** Provided records follows **

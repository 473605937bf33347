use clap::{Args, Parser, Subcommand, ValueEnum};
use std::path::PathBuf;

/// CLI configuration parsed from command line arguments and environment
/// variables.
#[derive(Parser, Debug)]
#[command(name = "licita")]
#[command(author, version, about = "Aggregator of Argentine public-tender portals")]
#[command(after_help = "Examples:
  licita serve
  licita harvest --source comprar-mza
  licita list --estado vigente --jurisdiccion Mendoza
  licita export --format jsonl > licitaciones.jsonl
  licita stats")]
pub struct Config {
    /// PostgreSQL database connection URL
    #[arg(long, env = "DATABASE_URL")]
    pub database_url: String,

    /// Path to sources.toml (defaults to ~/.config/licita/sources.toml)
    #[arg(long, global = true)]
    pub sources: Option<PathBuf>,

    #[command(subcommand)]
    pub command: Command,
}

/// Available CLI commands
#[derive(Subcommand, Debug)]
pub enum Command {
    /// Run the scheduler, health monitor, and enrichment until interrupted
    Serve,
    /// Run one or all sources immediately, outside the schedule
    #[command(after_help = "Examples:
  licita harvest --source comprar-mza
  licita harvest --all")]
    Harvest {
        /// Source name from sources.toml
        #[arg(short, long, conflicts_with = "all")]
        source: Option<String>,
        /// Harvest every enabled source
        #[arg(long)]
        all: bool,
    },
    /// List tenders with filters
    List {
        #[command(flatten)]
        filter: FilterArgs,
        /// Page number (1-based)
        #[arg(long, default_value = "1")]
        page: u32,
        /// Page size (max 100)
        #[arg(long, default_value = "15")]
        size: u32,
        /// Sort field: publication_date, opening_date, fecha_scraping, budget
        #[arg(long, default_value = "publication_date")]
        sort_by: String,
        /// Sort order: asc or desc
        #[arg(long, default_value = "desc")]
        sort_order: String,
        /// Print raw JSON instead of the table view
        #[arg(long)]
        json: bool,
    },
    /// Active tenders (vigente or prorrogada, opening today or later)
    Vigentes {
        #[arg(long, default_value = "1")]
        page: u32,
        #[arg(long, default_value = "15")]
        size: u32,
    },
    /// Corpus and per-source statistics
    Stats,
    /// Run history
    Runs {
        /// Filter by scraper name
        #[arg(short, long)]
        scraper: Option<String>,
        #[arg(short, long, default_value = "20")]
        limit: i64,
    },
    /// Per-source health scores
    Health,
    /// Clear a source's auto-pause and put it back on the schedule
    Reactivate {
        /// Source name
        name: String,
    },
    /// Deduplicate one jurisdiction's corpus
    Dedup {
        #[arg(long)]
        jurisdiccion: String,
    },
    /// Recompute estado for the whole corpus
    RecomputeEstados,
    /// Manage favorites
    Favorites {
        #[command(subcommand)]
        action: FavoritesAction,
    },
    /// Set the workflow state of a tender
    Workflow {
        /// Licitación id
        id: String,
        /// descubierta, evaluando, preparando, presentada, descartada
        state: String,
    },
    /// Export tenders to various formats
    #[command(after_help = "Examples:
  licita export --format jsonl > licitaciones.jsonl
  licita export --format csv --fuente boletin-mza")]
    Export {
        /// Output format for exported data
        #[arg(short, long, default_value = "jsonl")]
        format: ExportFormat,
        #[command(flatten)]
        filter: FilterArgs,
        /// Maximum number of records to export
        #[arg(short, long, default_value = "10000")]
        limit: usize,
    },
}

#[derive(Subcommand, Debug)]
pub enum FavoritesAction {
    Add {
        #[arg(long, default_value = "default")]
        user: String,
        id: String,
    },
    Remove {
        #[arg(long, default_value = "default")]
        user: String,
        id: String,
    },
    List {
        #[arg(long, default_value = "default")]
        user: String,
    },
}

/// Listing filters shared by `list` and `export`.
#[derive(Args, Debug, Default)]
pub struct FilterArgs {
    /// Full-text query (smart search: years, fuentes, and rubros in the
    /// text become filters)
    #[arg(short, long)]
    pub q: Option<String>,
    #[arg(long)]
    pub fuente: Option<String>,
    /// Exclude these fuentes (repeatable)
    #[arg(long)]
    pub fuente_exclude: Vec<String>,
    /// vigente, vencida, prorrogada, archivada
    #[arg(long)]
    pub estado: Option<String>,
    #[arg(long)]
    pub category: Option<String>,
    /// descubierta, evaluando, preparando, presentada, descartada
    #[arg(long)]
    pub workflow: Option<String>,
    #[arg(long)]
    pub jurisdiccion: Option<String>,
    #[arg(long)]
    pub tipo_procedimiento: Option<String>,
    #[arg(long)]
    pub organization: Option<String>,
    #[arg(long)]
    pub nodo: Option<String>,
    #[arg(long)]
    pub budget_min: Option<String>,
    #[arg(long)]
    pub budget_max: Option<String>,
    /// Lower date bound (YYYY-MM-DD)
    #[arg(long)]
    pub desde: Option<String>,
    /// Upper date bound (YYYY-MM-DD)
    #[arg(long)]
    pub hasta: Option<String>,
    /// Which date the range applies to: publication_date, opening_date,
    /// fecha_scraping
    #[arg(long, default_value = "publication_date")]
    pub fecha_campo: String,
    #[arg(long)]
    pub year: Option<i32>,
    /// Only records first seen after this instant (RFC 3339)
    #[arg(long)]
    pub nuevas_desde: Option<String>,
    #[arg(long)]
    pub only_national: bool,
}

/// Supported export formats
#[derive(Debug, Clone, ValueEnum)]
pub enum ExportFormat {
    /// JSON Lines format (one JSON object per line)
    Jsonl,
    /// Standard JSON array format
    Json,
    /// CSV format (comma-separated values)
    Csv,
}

** End of Provided records **

Exercise » Search the entries for the string "filters" and return each line where it turns up.

Problem solution »
    /// List tenders with filters
/// Listing filters shared by `list` and `export`.
    /// text become filters)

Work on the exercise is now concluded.